Development of Semipolar III-Nitride Vertical-Cavity Surface-Emitting Lasers
- Author(s): Kearns, Jared;
- Advisor(s): Nakamura, Shuji;
- et al.
III-N vertical-cavity surface-emitting lasers (VCSELs) show promise for numerous communications, lighting, display, and sensor applications due to their low threshold current, high beam quality, and arraying capabilities. Primarily, research has been focused on using c-plane based devices, but non-basal growth planes provide an interesting alternative due to a reduced quantum confined Stark effect; higher material gain; lower transparency current density; and inherent polarized emission. The anisotropic gain leads to VCSELs and VCSEL arrays where each laser is polarization locked along the a-direction. At UCSB, an m-plane VCSEL was first demonstrated in 2012 under pulsed injection and in 2018 under CW operation. Through that time, the device performance has improved and the polarization properties of the VCSELs has been experimentally verified. However, the wavelength of m-plane lasers is severely limited due to poor indium incorporation and high defect formation, inhibiting their adoption in many applications. This led to the question of how the benefits of using m-plane can be retained, such as the inherent polarization, while expanding the available wavelengths.

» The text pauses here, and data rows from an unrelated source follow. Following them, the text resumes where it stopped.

//! Systematic / idiosyncratic variance split
//!
//! Var(r_a) ≈ β² * Var(r_m) + Var(ε)

use crate::{capm::FactorModelResult, stats::sample_variance};
use ndarray::ArrayView1;
use serde::{Deserialize, Serialize};

/// Per-period variance attributed to the benchmark and to the residual
#[derive(Debug, Clone, Copy, PartialEq, Serialize, Deserialize)]
pub struct RiskDecomposition {
    /// `β² * Var(market)`
    pub systematic_variance: f64,
    /// `Var(residuals)`
    pub idiosyncratic_variance: f64,
    /// Systematic fraction of the total, `None` when the total is zero
    pub systematic_share: Option<f64>,
    /// Idiosyncratic fraction of the total, `None` when the total is zero
    pub idiosyncratic_share: Option<f64>,
}

impl RiskDecomposition {
    /// Split variance using a fitted regression and the benchmark returns it
    /// was fitted on.
    pub fn compute(fit: &FactorModelResult, market: ArrayView1<'_, f64>) -> Self {
        // Both series carry at least two observations after a successful fit.
        let market_variance = sample_variance(market).unwrap_or(0.0);
        let residual_variance = sample_variance(fit.residuals.view()).unwrap_or(0.0);

        Self::from_components(fit.beta.value.powi(2) * market_variance, residual_variance)
    }

    /// Build from the two variance components.
    pub fn from_components(systematic_variance: f64, idiosyncratic_variance: f64) -> Self {
        let total = systematic_variance + idiosyncratic_variance;
        let (systematic_share, idiosyncratic_share) = if total > 0.0 && total.is_finite() {
            let systematic = (systematic_variance / total).clamp(0.0, 1.0);
            (Some(systematic), Some(1.0 - systematic))
        } else {
            (None, None)
        };

        Self {
            systematic_variance,
            idiosyncratic_variance,
            systematic_share,
            idiosyncratic_share,
        }
    }

    /// Sum of both components.
    pub fn total_variance(&self) -> f64 {
        self.systematic_variance + self.idiosyncratic_variance
    }

    /// Whether the shares are defined.
    pub const fn is_defined(&self) -> bool {
        self.systematic_share.is_some()
    }
}
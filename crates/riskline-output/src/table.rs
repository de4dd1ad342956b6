//! Tabular view of report sections.

use serde::{Deserialize, Serialize};
use std::fmt;

/// A single table cell.
#[derive(Debug, Clone, PartialEq, Serialize, Deserialize)]
#[serde(untagged)]
pub enum Cell {
    /// Numeric value, always finite.
    Number(f64),
    /// Free text.
    Text(String),
    /// No value; empty in CSV and `null` in JSON.
    Missing,
}

impl Cell {
    /// Numeric cell, `Missing` for `None` or a non-finite value.
    pub fn number(value: Option<f64>) -> Self {
        match value {
            Some(v) if v.is_finite() => Self::Number(v),
            _ => Self::Missing,
        }
    }

    /// Text cell.
    pub fn text(value: impl Into<String>) -> Self {
        Self::Text(value.into())
    }

    /// Numeric content, if any.
    pub const fn as_number(&self) -> Option<f64> {
        match self {
            Self::Number(v) => Some(*v),
            _ => None,
        }
    }

    /// Whether the cell is empty.
    pub const fn is_missing(&self) -> bool {
        matches!(self, Self::Missing)
    }
}

impl fmt::Display for Cell {
    fn fmt(&self, f: &mut fmt::Formatter<'_>) -> fmt::Result {
        match self {
            Self::Number(v) => write!(f, "{}", v),
            Self::Text(s) => f.write_str(s),
            Self::Missing => Ok(()),
        }
    }
}

/// A labeled row.
#[derive(Debug, Clone, PartialEq, Serialize, Deserialize)]
pub struct TableRow {
    /// Row label.
    pub label: String,
    /// One cell per table column.
    pub cells: Vec<Cell>,
}

impl TableRow {
    /// Create a row.
    pub fn new(label: impl Into<String>, cells: Vec<Cell>) -> Self {
        Self {
            label: label.into(),
            cells,
        }
    }
}

/// One report section laid out as a table.
#[derive(Debug, Clone, PartialEq, Serialize, Deserialize)]
pub struct ReportTable {
    /// Section label.
    pub label: String,
    /// Header of the row-label column.
    pub index_header: String,
    /// Value column headers.
    pub columns: Vec<String>,
    /// Rows in output order.
    pub rows: Vec<TableRow>,
}

impl ReportTable {
    /// Create an empty table.
    pub fn new(label: &str, index_header: &str, columns: &[&str]) -> Self {
        Self {
            label: label.to_string(),
            index_header: index_header.to_string(),
            columns: columns.iter().map(|c| (*c).to_string()).collect(),
            rows: Vec::new(),
        }
    }

    /// Append a row.
    pub fn push(&mut self, label: impl Into<String>, cells: Vec<Cell>) {
        debug_assert_eq!(cells.len(), self.columns.len());
        self.rows.push(TableRow::new(label, cells));
    }

    /// Look up a row by label.
    pub fn row(&self, label: &str) -> Option<&TableRow> {
        self.rows.iter().find(|r| r.label == label)
    }

    /// Look up a cell by row label and column header.
    pub fn cell(&self, row: &str, column: &str) -> Option<&Cell> {
        let col = self.columns.iter().position(|c| c == column)?;
        self.row(row)?.cells.get(col)
    }

    /// Header record: the index header followed by the column headers.
    pub fn header_record(&self) -> Vec<&str> {
        std::iter::once(self.index_header.as_str())
            .chain(self.columns.iter().map(String::as_str))
            .collect()
    }
}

The answer that was developed in this thesis is the use of a semipolar growth plane with higher indium uptake. After developing an epitaxial growth recipe and optimizing processing parameters for semipolar planes, we achieved the first demonstration of semipolar (20(21) ̅) VCSELs which were experimentally shown to be polarization locked along the a-direction and emit in the blue region. The devices had a 5λ cavity length, an ion implanted aperture, and a dual dielectric DBR design and showed an improvement in the differential efficiency, threshold current density and total output power relative to m-plane VCSELs with the same design. However, there were issues. The devices were only able to lase under pulsed operation, up to a 70% duty cycle. Focused ion beam images in conjunction with COMSOL modeling was used to identify the key structural features that contributed to the high measured thermal impedance. Nearfield images suggest that the LP01 mode was lasing near the edge of the aperture. This commonly observed spatial misalignment introduced additional sources of loss beyond the expected material absorption loss, including mode overlap with the implanted region and the metal contacts. The effect of these absorbing layers on the device performance relative to simulation models was estimated and highlighted the need for proper mode control.
To improve the optical confinement, devices using a buried tunnel junction (BTJ) scheme to confine the current were fabricated and were found to lack the excess losses due to absorption seen on the initial semipolar samples. Significant filamentation was observed on these samples and several characterization methods, including optical and thermal nearfield images, were used to identify the source of the filamentation. Further comparison of multiple BTJ samples with different index guiding showed that the mode behavior was driven by the interplay of inhomogeneous current injection and index guiding. The cause of the inhomogeneous current injection is projected to be due to doping variations in the p-GaN but still requires further investigation for verification.